Look below. Copy each line that has "when" in it.

_Materials provided:_
+---+
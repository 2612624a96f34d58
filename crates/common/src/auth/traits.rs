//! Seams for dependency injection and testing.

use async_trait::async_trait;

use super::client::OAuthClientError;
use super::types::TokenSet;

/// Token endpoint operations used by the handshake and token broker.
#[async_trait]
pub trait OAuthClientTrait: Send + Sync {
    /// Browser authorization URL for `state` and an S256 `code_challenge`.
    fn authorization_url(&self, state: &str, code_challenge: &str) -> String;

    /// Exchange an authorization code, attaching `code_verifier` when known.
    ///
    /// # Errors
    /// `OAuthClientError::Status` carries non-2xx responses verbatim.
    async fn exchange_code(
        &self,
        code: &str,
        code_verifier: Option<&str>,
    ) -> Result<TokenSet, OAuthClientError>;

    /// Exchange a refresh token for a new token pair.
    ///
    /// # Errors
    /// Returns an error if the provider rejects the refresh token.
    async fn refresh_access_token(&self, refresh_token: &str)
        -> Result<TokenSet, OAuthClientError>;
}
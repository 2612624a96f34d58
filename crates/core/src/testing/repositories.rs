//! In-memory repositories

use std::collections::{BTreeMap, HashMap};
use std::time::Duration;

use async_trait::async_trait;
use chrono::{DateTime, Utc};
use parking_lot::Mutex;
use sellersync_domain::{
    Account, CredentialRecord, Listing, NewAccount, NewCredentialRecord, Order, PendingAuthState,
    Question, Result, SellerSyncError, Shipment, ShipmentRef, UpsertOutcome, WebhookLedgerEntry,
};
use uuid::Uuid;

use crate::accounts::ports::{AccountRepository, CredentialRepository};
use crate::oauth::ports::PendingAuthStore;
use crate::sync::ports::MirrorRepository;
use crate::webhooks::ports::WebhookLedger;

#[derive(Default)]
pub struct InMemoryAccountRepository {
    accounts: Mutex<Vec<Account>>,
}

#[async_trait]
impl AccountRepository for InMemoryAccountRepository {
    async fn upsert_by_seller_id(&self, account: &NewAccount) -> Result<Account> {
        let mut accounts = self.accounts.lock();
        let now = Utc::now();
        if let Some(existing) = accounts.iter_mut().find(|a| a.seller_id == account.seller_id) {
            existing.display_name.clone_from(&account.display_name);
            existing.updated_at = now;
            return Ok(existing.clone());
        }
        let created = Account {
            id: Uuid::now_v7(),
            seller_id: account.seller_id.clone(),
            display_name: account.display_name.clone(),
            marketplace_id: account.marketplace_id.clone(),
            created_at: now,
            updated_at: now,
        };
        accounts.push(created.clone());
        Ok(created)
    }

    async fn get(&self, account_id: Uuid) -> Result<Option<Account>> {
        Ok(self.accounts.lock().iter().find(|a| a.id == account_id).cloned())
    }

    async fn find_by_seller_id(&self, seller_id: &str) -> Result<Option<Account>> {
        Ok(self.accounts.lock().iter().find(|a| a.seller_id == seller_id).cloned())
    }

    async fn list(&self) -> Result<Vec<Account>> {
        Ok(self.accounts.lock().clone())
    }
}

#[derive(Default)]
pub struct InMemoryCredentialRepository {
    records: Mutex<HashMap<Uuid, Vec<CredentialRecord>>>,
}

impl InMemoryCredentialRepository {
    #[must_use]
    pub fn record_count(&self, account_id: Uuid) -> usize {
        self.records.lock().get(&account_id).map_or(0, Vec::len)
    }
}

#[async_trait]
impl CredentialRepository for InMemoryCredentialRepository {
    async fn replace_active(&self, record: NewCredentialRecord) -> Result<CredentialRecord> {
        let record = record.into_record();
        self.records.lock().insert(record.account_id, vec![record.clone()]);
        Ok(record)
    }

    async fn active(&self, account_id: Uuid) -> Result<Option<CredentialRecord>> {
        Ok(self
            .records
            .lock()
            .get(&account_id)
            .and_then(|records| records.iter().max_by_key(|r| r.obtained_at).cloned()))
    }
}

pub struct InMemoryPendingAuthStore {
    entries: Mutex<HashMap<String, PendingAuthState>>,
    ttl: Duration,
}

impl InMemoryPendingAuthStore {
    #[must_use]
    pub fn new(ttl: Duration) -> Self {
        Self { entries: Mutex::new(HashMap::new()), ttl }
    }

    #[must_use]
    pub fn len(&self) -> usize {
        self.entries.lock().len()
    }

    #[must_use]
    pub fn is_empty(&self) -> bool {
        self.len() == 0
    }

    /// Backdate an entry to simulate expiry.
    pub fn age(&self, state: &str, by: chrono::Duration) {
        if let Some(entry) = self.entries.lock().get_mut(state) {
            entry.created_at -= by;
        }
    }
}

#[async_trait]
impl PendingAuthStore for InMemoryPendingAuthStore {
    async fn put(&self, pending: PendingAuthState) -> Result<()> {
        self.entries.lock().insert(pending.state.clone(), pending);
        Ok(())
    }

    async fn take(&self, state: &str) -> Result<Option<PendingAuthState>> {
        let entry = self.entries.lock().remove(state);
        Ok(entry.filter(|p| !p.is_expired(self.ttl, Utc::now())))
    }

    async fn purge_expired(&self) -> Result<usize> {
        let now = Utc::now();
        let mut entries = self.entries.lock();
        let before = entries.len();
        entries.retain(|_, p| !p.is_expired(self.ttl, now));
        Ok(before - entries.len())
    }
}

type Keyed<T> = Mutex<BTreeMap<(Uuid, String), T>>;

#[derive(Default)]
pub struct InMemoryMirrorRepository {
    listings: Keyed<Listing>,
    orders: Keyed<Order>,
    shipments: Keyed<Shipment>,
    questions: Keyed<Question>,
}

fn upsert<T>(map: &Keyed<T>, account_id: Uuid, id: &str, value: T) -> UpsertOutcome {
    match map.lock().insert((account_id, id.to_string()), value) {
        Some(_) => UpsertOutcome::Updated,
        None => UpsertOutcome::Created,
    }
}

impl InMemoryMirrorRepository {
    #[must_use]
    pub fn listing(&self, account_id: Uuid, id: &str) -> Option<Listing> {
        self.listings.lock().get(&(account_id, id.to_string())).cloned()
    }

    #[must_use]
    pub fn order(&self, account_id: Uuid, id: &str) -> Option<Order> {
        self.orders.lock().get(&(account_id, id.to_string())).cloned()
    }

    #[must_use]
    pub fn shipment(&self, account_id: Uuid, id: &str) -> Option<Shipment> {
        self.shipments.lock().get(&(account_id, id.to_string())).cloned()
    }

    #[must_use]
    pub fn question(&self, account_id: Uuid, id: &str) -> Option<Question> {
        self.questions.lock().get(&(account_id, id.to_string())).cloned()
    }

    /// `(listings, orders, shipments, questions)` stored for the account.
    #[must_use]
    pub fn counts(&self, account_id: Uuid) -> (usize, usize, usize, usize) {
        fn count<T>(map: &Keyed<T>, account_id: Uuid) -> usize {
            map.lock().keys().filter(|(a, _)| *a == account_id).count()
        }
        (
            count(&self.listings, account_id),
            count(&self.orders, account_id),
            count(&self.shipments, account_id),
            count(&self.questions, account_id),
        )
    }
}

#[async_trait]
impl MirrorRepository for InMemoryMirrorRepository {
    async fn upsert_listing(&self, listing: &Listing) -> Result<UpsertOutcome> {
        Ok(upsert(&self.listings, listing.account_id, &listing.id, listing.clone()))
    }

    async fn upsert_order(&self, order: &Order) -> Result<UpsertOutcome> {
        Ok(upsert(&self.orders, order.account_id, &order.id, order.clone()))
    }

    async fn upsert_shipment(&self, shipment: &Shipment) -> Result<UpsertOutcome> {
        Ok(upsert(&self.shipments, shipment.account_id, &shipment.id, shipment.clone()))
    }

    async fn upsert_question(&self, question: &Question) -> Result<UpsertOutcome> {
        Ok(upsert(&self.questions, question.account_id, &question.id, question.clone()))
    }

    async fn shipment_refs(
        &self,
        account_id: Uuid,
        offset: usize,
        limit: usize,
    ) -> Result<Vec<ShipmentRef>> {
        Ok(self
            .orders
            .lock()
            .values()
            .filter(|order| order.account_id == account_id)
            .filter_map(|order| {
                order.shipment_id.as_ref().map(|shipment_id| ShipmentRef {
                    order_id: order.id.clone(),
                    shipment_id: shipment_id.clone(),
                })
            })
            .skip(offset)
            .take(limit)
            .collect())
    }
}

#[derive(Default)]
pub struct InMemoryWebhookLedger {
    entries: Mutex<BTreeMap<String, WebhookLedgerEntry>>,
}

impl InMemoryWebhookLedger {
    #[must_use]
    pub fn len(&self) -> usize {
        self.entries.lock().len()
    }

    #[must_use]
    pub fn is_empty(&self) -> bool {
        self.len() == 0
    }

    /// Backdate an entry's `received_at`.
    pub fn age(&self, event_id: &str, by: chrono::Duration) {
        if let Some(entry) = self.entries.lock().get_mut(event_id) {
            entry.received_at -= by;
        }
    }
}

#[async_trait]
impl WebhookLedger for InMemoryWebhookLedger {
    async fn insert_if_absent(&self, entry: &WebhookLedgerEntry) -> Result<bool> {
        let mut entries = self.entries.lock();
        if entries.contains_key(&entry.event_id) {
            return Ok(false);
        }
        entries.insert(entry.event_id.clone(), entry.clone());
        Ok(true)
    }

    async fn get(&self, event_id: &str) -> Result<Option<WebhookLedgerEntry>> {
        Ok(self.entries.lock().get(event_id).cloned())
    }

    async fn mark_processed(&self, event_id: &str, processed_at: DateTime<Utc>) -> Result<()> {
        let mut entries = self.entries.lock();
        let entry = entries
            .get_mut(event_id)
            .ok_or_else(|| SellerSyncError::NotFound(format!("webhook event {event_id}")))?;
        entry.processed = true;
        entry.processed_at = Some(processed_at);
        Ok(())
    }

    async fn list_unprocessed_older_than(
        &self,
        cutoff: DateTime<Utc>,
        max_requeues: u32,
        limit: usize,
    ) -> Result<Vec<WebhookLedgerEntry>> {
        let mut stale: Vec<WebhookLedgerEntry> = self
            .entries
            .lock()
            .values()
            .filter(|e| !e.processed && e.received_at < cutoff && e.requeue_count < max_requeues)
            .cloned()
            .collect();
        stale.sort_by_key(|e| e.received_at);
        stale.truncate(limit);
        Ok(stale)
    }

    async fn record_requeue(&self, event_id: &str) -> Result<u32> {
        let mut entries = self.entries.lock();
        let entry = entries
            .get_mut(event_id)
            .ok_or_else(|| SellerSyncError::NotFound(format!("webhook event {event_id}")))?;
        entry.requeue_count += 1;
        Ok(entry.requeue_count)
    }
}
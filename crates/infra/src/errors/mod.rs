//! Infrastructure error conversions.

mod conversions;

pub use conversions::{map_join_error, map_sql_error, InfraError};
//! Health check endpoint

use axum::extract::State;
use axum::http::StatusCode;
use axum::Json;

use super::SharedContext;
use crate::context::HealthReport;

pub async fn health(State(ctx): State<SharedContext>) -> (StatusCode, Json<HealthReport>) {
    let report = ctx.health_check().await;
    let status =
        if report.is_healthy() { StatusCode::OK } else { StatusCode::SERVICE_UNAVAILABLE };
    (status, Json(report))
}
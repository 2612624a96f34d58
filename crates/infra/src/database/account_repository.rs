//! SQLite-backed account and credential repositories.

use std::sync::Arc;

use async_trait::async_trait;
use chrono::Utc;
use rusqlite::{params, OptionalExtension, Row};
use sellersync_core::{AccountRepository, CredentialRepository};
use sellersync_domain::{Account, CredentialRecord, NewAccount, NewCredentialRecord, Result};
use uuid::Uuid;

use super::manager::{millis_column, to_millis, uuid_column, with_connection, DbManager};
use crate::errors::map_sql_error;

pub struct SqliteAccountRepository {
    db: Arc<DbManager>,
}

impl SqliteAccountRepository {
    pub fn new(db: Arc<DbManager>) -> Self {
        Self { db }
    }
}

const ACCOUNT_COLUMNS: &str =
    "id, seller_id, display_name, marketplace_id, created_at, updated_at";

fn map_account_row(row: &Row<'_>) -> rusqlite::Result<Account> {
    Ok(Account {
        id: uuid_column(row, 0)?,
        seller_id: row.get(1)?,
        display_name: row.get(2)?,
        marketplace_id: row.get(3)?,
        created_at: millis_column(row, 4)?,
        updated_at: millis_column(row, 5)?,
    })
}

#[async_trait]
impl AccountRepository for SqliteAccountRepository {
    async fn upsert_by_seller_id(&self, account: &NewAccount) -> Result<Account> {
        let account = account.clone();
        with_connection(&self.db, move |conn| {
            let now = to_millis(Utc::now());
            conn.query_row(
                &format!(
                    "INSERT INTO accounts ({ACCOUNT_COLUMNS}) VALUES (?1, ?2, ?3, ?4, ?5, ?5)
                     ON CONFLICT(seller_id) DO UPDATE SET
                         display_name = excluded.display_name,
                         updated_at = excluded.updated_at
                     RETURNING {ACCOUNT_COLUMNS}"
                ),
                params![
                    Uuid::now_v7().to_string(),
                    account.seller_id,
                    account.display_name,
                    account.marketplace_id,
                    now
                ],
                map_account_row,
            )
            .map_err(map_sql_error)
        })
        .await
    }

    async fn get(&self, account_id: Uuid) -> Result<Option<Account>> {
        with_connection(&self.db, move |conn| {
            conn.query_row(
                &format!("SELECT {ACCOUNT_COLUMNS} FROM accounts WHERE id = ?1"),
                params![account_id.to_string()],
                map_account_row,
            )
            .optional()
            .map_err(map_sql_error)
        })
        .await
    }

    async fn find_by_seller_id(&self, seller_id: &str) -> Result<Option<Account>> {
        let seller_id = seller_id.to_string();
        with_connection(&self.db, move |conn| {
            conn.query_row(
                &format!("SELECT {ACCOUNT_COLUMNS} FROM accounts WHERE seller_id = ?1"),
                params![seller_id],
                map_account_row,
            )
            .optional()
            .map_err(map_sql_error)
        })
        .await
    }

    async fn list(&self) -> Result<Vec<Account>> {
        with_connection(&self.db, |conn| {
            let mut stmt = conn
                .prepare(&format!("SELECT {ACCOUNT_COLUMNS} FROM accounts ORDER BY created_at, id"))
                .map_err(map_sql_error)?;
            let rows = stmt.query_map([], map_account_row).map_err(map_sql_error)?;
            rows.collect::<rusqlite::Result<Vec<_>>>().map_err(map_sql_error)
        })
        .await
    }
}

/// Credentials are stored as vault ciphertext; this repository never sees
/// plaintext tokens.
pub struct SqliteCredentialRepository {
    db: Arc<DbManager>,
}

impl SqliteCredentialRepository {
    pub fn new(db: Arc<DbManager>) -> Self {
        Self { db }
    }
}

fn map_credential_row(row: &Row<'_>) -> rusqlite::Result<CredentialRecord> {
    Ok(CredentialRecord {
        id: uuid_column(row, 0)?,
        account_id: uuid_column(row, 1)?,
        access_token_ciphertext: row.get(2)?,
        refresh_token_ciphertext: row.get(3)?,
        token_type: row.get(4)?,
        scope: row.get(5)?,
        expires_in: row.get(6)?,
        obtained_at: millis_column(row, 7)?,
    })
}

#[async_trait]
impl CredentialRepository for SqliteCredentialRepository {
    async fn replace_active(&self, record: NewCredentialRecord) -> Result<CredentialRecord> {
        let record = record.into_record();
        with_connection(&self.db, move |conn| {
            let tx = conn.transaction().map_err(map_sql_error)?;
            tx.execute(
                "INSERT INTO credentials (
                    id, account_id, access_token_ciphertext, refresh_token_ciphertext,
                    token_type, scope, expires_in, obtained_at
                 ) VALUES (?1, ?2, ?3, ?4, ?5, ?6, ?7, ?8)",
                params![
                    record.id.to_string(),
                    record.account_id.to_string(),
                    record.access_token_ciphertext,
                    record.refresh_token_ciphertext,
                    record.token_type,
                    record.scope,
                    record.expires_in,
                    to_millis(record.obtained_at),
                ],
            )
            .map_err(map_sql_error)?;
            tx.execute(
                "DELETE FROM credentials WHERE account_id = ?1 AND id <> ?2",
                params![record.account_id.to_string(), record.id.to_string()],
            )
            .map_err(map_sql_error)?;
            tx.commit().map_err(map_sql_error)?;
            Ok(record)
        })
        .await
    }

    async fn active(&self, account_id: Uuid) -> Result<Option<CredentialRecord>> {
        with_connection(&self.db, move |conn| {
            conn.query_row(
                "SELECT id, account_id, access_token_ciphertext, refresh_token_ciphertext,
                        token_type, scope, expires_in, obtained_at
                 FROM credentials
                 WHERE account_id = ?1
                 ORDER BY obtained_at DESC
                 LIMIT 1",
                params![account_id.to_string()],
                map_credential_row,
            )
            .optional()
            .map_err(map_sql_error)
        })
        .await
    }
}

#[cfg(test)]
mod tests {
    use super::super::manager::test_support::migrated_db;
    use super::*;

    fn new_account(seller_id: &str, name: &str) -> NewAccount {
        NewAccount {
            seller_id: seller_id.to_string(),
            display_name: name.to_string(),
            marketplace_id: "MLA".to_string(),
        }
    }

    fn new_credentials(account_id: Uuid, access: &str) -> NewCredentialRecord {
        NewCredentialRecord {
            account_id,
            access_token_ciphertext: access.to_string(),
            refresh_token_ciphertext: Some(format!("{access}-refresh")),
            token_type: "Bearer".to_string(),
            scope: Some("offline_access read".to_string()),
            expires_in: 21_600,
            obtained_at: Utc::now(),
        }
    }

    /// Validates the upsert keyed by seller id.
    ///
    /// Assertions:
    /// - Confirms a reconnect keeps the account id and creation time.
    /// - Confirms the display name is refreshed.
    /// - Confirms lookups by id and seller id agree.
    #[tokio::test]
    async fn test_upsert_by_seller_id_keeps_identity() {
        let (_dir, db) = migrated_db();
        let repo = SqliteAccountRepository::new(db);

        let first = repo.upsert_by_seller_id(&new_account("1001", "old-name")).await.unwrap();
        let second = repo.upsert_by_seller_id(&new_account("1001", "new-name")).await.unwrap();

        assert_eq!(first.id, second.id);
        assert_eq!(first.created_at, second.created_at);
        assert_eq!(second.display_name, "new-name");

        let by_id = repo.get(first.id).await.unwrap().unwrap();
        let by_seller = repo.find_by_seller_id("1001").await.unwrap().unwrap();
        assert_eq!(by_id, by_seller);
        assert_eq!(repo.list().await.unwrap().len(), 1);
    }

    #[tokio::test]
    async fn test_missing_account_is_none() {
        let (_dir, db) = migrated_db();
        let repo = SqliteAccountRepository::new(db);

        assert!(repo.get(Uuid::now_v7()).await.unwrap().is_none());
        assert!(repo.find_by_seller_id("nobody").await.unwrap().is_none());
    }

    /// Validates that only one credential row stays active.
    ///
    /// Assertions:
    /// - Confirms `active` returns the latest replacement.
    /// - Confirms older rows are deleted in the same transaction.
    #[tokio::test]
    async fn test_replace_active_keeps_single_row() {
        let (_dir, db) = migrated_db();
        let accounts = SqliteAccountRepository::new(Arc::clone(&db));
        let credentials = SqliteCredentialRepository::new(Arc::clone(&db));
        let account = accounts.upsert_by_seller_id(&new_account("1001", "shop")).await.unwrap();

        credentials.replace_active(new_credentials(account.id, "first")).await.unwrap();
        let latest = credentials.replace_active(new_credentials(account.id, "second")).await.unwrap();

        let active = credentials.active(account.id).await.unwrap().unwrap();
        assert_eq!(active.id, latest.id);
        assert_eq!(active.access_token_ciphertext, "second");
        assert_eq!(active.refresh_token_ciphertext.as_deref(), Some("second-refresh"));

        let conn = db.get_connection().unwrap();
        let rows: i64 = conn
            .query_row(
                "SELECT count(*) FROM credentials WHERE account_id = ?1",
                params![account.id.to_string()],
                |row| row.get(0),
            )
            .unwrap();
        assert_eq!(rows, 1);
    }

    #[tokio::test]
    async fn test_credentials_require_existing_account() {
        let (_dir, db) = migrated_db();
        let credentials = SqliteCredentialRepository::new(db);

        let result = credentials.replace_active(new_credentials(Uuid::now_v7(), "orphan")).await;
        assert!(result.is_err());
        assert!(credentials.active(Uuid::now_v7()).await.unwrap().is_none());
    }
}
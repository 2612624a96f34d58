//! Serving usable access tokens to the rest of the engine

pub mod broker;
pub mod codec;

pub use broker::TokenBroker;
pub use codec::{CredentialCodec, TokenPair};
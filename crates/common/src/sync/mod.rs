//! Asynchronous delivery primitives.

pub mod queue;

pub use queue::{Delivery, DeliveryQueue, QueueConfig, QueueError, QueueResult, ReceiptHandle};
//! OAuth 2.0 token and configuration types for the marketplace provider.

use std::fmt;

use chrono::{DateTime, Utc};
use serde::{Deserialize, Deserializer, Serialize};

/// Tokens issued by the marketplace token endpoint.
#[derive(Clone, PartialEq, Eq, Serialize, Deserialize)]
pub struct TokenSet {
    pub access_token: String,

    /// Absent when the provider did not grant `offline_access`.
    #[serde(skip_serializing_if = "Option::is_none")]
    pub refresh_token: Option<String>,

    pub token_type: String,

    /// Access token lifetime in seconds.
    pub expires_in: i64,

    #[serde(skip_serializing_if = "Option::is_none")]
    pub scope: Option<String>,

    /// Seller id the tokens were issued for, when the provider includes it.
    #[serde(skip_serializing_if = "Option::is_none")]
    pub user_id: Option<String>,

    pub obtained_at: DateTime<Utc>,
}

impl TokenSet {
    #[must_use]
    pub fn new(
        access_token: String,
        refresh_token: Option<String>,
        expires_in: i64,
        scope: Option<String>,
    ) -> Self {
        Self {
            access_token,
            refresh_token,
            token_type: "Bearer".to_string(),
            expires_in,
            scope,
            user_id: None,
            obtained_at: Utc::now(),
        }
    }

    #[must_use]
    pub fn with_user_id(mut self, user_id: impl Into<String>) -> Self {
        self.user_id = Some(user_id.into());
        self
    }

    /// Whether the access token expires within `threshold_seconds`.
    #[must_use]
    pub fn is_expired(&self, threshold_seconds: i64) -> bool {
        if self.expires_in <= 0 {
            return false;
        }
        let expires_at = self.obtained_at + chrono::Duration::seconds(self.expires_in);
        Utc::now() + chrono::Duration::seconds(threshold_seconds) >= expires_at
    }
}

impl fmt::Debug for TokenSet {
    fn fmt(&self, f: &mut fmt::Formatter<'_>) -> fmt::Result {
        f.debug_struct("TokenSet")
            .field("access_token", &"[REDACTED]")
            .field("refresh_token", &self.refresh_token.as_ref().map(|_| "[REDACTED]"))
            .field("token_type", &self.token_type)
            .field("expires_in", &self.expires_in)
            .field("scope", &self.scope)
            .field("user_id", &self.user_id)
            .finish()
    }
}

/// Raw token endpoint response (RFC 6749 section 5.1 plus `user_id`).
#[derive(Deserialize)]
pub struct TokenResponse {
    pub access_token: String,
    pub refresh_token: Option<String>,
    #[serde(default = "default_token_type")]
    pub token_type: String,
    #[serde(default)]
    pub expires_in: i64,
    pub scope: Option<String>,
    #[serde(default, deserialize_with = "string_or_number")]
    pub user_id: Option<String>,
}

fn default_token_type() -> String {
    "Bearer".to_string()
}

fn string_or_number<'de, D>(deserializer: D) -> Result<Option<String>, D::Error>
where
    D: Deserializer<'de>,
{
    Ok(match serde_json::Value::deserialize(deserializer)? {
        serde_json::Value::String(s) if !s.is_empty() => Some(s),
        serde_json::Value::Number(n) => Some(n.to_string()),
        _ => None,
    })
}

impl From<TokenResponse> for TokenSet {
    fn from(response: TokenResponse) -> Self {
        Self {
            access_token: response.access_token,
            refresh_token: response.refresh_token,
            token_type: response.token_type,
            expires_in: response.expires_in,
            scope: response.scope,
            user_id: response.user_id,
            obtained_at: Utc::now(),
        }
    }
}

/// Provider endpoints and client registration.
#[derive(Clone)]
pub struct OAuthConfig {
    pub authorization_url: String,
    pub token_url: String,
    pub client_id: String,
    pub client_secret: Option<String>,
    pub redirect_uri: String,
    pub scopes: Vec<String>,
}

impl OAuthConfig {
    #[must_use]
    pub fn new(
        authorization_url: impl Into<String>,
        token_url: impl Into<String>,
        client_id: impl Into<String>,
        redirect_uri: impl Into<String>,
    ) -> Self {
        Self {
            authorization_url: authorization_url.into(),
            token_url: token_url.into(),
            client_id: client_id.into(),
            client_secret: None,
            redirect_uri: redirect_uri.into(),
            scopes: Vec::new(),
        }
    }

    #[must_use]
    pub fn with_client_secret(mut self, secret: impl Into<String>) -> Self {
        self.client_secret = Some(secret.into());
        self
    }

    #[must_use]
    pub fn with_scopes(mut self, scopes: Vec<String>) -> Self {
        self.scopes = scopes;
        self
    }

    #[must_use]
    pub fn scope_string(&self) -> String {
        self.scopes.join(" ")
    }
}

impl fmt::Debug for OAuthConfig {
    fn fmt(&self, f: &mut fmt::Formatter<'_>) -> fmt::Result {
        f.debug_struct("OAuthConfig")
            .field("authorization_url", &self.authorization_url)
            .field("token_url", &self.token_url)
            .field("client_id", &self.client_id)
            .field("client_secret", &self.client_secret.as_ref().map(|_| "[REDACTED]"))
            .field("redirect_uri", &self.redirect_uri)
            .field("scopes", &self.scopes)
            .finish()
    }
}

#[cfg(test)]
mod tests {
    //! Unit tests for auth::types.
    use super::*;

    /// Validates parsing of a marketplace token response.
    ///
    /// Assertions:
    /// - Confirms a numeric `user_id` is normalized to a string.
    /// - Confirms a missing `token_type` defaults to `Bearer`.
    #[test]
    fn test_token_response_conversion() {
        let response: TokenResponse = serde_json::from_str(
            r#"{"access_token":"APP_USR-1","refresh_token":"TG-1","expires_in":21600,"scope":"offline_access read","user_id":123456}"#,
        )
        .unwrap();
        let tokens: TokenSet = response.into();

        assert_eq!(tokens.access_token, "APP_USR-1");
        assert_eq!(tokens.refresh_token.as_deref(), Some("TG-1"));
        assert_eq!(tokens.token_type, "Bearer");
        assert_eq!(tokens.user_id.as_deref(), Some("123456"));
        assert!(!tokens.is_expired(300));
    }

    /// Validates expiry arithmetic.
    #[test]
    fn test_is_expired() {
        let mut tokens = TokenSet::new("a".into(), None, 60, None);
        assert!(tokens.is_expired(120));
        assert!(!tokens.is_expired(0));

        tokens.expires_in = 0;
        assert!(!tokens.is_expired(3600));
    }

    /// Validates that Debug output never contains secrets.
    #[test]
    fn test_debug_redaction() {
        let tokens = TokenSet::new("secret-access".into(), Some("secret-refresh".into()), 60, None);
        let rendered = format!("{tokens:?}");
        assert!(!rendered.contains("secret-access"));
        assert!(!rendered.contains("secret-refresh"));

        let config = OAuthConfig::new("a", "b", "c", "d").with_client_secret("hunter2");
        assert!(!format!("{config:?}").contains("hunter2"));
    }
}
+---+
_Solution below:_
    /// Exchange an authorization code, attaching `code_verifier` when known.
    /// Absent when the provider did not grant `offline_access`.
    /// Seller id the tokens were issued for, when the provider includes it.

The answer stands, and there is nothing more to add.